» **RECORDS FOR THE EXERCISE**
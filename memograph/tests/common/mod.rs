//! Shared test helpers: an in-memory [`GraphStore`] with the same
//! idempotence and matching semantics as the Bolt-backed store.

use std::collections::VecDeque;
use std::sync::Mutex;

use async_trait::async_trait;
use serde_json::Value;

use memograph::graph::{
    CompanyMember, EntityLabel, GraphError, GraphResult, GraphStore, MemoRecord, PersonCandidate,
    QueryRow, RelationType,
};

#[derive(Debug, Clone, PartialEq)]
struct NodeRec {
    label: EntityLabel,
    name: String,
    properties: QueryRow,
}

#[derive(Debug, Clone, PartialEq)]
struct EdgeRec {
    from_label: EntityLabel,
    from_name: String,
    to_label: EntityLabel,
    to_name: String,
    rel_type: RelationType,
}

#[derive(Debug, Default)]
struct State {
    nodes: Vec<NodeRec>,
    memos: Vec<MemoRecord>,
    edges: Vec<EdgeRec>,
    memo_links: Vec<(EntityLabel, String, String)>,
    canned_rows: VecDeque<Vec<QueryRow>>,
    executed_queries: Vec<String>,
    candidate_calls: usize,
    fail_queries: bool,
}

/// In-memory graph store preserving node insertion order, merge-on-upsert,
/// create-only memos and edge deduplication.
#[derive(Debug, Default)]
pub struct InMemoryGraphStore {
    state: Mutex<State>,
}

#[allow(dead_code)]
impl InMemoryGraphStore {
    pub fn new() -> Self {
        Self::default()
    }

    /// Seed a node directly, bypassing the trait.
    pub fn seed_node(&self, label: EntityLabel, name: &str, properties: QueryRow) {
        let mut state = self.state.lock().unwrap();
        state.nodes.push(NodeRec {
            label,
            name: name.to_string(),
            properties,
        });
    }

    /// Seed a person with optional contact fields.
    pub fn seed_person(
        &self,
        name: &str,
        phone: Option<&str>,
        email: Option<&str>,
        title: Option<&str>,
    ) {
        let mut properties = QueryRow::new();
        if let Some(phone) = phone {
            properties.insert("phone".to_string(), phone.into());
        }
        if let Some(email) = email {
            properties.insert("email".to_string(), email.into());
        }
        if let Some(title) = title {
            properties.insert("title".to_string(), title.into());
        }
        self.seed_node(EntityLabel::Person, name, properties);
    }

    /// Queue rows for the next `run_query` call.
    pub fn push_rows(&self, rows: Vec<QueryRow>) {
        self.state.lock().unwrap().canned_rows.push_back(rows);
    }

    /// Make every subsequent `run_query` call fail.
    pub fn fail_queries(&self) {
        self.state.lock().unwrap().fail_queries = true;
    }

    pub fn node_count(&self) -> usize {
        self.state.lock().unwrap().nodes.len()
    }

    pub fn node_properties(&self, label: EntityLabel, name: &str) -> Option<QueryRow> {
        let state = self.state.lock().unwrap();
        state
            .nodes
            .iter()
            .find(|n| n.label == label && n.name == name)
            .map(|n| n.properties.clone())
    }

    pub fn memo_count(&self) -> usize {
        self.state.lock().unwrap().memos.len()
    }

    pub fn memo_text(&self, id: &str) -> Option<String> {
        let state = self.state.lock().unwrap();
        state
            .memos
            .iter()
            .find(|m| m.id == id)
            .map(|m| m.text.clone())
    }

    pub fn edge_count(&self) -> usize {
        self.state.lock().unwrap().edges.len()
    }

    pub fn has_edge(
        &self,
        from_name: &str,
        to_name: &str,
        rel_type: RelationType,
    ) -> bool {
        let state = self.state.lock().unwrap();
        state
            .edges
            .iter()
            .any(|e| e.from_name == from_name && e.to_name == to_name && e.rel_type == rel_type)
    }

    pub fn memo_link_count(&self) -> usize {
        self.state.lock().unwrap().memo_links.len()
    }

    pub fn candidate_calls(&self) -> usize {
        self.state.lock().unwrap().candidate_calls
    }

    pub fn executed_queries(&self) -> Vec<String> {
        self.state.lock().unwrap().executed_queries.clone()
    }

    fn prop_string(properties: &QueryRow, key: &str) -> Option<String> {
        properties
            .get(key)
            .and_then(Value::as_str)
            .map(ToOwned::to_owned)
    }
}

#[async_trait]
impl GraphStore for InMemoryGraphStore {
    async fn health_check(&self) -> GraphResult<()> {
        Ok(())
    }

    async fn close(&self) -> GraphResult<()> {
        Ok(())
    }

    async fn upsert_entity(
        &self,
        label: EntityLabel,
        name: &str,
        properties: &QueryRow,
    ) -> GraphResult<()> {
        let mut state = self.state.lock().unwrap();
        if let Some(node) = state
            .nodes
            .iter_mut()
            .find(|n| n.label == label && n.name == name)
        {
            for (key, value) in properties {
                node.properties.insert(key.clone(), value.clone());
            }
        } else {
            state.nodes.push(NodeRec {
                label,
                name: name.to_string(),
                properties: properties.clone(),
            });
        }
        Ok(())
    }

    async fn create_memo(&self, memo: &MemoRecord) -> GraphResult<()> {
        let mut state = self.state.lock().unwrap();
        if state.memos.iter().any(|m| m.id == memo.id) {
            return Ok(());
        }
        state.memos.push(memo.clone());
        Ok(())
    }

    async fn link(
        &self,
        from_label: EntityLabel,
        from_name: &str,
        to_label: EntityLabel,
        to_name: &str,
        rel_type: RelationType,
    ) -> GraphResult<()> {
        let edge = EdgeRec {
            from_label,
            from_name: from_name.to_string(),
            to_label,
            to_name: to_name.to_string(),
            rel_type,
        };
        let mut state = self.state.lock().unwrap();
        if !state.edges.contains(&edge) {
            state.edges.push(edge);
        }
        Ok(())
    }

    async fn link_memo(
        &self,
        label: EntityLabel,
        name: &str,
        memo_id: &str,
    ) -> GraphResult<()> {
        let link = (label, name.to_string(), memo_id.to_string());
        let mut state = self.state.lock().unwrap();
        if !state.memo_links.contains(&link) {
            state.memo_links.push(link);
        }
        Ok(())
    }

    async fn find_label(&self, name: &str) -> GraphResult<Option<EntityLabel>> {
        let state = self.state.lock().unwrap();
        if let Some(node) = state.nodes.iter().find(|n| n.name == name) {
            return Ok(Some(node.label));
        }
        Ok(state
            .nodes
            .iter()
            .find(|n| n.name.contains(name) || name.contains(n.name.as_str()))
            .map(|n| n.label))
    }

    async fn create_relationship_by_name(
        &self,
        from_name: &str,
        to_name: &str,
        rel_type: RelationType,
    ) -> GraphResult<bool> {
        let from_label = self.find_label(from_name).await?;
        let to_label = self.find_label(to_name).await?;
        let (from_label, to_label) = match (from_label, to_label) {
            (Some(f), Some(t)) => (f, t),
            _ => return Ok(false),
        };
        self.link(from_label, from_name, to_label, to_name, rel_type)
            .await?;
        Ok(true)
    }

    async fn find_person_candidates(
        &self,
        clean_name: &str,
    ) -> GraphResult<Vec<PersonCandidate>> {
        let mut state = self.state.lock().unwrap();
        state.candidate_calls += 1;
        let mut candidates: Vec<PersonCandidate> = state
            .nodes
            .iter()
            .filter(|n| n.label == EntityLabel::Person)
            .filter(|n| n.name.contains(clean_name) || clean_name.contains(n.name.as_str()))
            .map(|n| PersonCandidate {
                name: n.name.clone(),
                phone: Self::prop_string(&n.properties, "phone"),
                email: Self::prop_string(&n.properties, "email"),
                title: Self::prop_string(&n.properties, "title"),
            })
            .collect();
        // Longest name first; stable, so insertion order breaks ties.
        candidates.sort_by(|a, b| b.name.chars().count().cmp(&a.name.chars().count()));
        Ok(candidates)
    }

    async fn run_query(&self, query: &str, _params: &QueryRow) -> GraphResult<Vec<QueryRow>> {
        let mut state = self.state.lock().unwrap();
        if state.fail_queries {
            return Err(GraphError::Backend("query execution failed".to_string()));
        }
        state.executed_queries.push(query.to_string());
        Ok(state.canned_rows.pop_front().unwrap_or_default())
    }

    async fn recent_memos(&self, limit: usize) -> GraphResult<Vec<MemoRecord>> {
        let state = self.state.lock().unwrap();
        let mut memos = state.memos.clone();
        memos.sort_by(|a, b| b.timestamp.cmp(&a.timestamp));
        memos.truncate(limit);
        Ok(memos)
    }

    async fn person_phone(&self, name: &str) -> GraphResult<Option<String>> {
        let state = self.state.lock().unwrap();
        Ok(state
            .nodes
            .iter()
            .find(|n| n.label == EntityLabel::Person && n.name == name)
            .and_then(|n| Self::prop_string(&n.properties, "phone")))
    }

    async fn company_people(&self, company_name: &str) -> GraphResult<Vec<CompanyMember>> {
        let state = self.state.lock().unwrap();
        Ok(state
            .edges
            .iter()
            .filter(|e| {
                e.rel_type == RelationType::WorksAt
                    && e.to_label == EntityLabel::Company
                    && e.to_name == company_name
            })
            .map(|e| {
                let title = state
                    .nodes
                    .iter()
                    .find(|n| n.label == EntityLabel::Person && n.name == e.from_name)
                    .and_then(|n| Self::prop_string(&n.properties, "title"));
                CompanyMember {
                    name: e.from_name.clone(),
                    title,
                }
            })
            .collect())
    }
}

» **WORK ORDER**
When a line in the material above contains the word "bool", copy that line out.

» **RESULT OF THE TASK**
    fail_queries: bool,
    ) -> bool {
    ) -> GraphResult<bool> {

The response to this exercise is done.